TASK BRIEF: Write out the listing below exactly, beginning at its first line and ending with the line that contains "instance connects to.".

RECORDS FOR THE TASK:
....................
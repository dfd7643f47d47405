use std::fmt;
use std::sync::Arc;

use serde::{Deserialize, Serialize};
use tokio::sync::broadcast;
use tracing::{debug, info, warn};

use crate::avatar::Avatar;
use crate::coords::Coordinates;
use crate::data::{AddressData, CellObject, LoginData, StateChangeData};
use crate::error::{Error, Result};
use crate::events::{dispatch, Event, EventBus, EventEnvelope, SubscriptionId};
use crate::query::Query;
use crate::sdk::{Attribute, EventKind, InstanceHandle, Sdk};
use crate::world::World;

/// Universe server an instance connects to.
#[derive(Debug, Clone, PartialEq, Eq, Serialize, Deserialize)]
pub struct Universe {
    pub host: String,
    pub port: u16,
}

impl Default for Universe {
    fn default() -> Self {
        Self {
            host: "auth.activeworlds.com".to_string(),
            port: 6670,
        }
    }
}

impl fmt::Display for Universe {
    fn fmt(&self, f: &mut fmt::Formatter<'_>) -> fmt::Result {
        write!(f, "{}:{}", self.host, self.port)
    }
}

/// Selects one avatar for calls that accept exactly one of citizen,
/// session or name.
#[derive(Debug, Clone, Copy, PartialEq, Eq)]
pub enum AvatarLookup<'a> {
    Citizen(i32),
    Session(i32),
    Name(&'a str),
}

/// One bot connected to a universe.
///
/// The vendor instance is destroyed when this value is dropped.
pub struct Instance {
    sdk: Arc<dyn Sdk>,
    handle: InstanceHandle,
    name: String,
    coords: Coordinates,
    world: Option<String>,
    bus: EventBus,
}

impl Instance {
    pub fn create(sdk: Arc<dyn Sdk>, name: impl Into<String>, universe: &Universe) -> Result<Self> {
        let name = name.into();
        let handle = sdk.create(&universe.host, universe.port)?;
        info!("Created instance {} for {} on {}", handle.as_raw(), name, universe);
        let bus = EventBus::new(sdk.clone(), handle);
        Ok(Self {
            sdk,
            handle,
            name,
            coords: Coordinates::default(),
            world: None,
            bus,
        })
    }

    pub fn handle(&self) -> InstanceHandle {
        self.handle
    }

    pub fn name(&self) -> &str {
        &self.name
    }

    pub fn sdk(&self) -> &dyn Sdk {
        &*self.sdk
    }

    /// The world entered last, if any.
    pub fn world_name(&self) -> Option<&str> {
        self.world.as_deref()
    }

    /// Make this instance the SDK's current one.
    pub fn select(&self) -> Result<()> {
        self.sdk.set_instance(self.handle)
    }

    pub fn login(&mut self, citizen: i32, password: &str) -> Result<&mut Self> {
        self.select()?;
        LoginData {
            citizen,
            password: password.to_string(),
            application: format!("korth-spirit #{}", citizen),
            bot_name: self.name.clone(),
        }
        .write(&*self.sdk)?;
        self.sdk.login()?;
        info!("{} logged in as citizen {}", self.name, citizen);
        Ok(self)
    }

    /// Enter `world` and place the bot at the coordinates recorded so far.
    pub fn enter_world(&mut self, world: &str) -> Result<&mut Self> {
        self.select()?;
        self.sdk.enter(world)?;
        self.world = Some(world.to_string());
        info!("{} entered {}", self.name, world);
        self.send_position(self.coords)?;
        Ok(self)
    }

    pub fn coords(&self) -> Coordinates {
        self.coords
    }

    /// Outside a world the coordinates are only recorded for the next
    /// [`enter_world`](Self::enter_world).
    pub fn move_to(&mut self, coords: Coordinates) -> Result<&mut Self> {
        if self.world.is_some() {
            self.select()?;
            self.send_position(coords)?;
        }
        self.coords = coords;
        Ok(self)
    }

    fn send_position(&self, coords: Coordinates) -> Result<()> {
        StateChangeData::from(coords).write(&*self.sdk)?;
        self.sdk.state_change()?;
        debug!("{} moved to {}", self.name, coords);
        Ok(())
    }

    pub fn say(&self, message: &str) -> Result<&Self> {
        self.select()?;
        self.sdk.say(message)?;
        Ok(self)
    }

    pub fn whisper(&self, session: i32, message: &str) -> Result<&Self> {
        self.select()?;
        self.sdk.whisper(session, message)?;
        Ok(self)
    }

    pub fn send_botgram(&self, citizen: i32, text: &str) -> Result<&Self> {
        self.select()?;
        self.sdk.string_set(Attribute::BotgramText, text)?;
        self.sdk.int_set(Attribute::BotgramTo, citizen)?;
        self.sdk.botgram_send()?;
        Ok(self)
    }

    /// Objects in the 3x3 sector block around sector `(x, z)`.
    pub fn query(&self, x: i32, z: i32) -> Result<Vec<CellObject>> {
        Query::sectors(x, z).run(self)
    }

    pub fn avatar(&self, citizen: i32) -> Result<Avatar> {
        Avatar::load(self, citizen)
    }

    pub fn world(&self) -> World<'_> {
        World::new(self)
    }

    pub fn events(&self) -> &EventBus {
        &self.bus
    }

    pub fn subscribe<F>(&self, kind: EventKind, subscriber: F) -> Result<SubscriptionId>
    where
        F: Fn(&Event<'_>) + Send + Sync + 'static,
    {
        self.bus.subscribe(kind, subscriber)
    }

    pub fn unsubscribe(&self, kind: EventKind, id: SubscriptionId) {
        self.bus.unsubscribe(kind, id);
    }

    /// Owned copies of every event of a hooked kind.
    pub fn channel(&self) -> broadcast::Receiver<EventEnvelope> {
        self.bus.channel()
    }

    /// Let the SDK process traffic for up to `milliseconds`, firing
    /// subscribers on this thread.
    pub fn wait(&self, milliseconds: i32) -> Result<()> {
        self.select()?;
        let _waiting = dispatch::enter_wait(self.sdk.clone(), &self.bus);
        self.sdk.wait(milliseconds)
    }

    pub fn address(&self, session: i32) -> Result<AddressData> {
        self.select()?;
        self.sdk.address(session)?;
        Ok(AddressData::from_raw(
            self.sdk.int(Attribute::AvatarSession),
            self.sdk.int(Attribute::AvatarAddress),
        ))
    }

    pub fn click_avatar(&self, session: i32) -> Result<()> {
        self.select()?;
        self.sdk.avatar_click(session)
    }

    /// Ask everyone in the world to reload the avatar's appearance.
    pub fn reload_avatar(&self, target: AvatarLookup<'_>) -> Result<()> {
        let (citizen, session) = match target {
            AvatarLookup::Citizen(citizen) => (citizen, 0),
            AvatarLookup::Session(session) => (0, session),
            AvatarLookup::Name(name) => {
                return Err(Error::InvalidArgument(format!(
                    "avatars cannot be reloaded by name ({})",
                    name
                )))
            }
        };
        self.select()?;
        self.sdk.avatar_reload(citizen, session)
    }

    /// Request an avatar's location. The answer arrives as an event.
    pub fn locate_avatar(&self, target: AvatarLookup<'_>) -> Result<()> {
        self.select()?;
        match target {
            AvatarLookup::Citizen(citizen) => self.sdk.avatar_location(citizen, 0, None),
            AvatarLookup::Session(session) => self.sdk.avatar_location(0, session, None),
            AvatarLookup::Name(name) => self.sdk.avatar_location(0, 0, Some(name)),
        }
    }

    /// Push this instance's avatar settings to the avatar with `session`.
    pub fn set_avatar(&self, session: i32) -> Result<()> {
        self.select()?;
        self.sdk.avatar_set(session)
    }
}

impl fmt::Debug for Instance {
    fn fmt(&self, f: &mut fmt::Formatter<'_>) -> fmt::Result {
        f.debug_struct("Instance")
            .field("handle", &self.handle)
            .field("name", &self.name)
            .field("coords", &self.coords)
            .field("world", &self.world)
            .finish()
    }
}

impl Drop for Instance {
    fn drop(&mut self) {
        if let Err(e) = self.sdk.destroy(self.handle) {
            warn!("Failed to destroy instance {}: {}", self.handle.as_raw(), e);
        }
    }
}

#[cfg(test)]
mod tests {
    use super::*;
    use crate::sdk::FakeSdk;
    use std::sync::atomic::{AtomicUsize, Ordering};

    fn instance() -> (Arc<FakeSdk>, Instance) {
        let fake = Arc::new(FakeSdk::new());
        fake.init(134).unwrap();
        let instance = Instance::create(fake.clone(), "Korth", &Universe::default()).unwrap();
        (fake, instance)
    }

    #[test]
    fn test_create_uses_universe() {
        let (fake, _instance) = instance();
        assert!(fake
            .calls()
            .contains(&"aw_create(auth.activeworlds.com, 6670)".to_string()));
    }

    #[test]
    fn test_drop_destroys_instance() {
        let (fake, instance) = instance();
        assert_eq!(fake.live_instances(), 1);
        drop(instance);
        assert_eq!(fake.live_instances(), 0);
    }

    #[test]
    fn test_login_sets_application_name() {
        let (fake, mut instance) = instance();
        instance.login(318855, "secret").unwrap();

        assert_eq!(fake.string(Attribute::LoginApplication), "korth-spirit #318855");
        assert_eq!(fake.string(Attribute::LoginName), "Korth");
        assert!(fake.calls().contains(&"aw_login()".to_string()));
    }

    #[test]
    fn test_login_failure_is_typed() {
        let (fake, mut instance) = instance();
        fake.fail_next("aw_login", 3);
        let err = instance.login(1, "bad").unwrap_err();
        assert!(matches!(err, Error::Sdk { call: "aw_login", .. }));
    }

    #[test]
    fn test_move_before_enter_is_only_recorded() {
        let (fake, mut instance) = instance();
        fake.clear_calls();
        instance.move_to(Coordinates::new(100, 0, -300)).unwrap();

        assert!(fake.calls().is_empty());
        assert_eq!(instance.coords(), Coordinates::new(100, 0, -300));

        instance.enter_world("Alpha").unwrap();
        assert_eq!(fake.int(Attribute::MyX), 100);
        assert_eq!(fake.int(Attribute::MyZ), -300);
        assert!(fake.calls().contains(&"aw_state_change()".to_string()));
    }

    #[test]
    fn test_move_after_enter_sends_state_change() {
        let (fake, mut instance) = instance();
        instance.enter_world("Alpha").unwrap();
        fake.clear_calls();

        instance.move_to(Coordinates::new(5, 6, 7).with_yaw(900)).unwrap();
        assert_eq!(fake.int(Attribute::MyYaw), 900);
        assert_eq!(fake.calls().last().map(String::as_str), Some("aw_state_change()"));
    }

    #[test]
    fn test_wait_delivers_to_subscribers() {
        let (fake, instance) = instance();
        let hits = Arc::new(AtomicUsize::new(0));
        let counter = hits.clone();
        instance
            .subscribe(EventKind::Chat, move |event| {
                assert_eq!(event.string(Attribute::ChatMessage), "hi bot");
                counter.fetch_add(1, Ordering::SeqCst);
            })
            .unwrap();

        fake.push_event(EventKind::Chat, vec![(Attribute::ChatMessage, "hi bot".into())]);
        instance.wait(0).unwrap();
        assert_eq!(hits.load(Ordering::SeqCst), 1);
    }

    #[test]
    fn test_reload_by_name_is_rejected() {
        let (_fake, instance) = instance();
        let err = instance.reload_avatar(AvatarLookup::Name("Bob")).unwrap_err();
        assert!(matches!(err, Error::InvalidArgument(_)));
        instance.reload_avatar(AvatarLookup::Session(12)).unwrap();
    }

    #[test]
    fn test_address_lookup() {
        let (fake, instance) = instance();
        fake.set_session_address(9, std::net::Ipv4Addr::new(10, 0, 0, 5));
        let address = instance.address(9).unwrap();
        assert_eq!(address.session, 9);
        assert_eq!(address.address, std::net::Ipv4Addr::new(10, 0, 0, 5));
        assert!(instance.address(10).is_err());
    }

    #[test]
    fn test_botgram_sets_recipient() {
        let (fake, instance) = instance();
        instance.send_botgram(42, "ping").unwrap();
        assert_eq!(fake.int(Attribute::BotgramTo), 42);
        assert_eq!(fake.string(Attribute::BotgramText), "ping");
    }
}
....................
RESPONSE TO THE TASK:
repository dfd7643f47d47405
use std::fmt;
use std::sync::Arc;

use serde::{Deserialize, Serialize};
use tokio::sync::broadcast;
use tracing::{debug, info, warn};

use crate::avatar::Avatar;
use crate::coords::Coordinates;
use crate::data::{AddressData, CellObject, LoginData, StateChangeData};
use crate::error::{Error, Result};
use crate::events::{dispatch, Event, EventBus, EventEnvelope, SubscriptionId};
use crate::query::Query;
use crate::sdk::{Attribute, EventKind, InstanceHandle, Sdk};
use crate::world::World;

/// Universe server an instance connects to.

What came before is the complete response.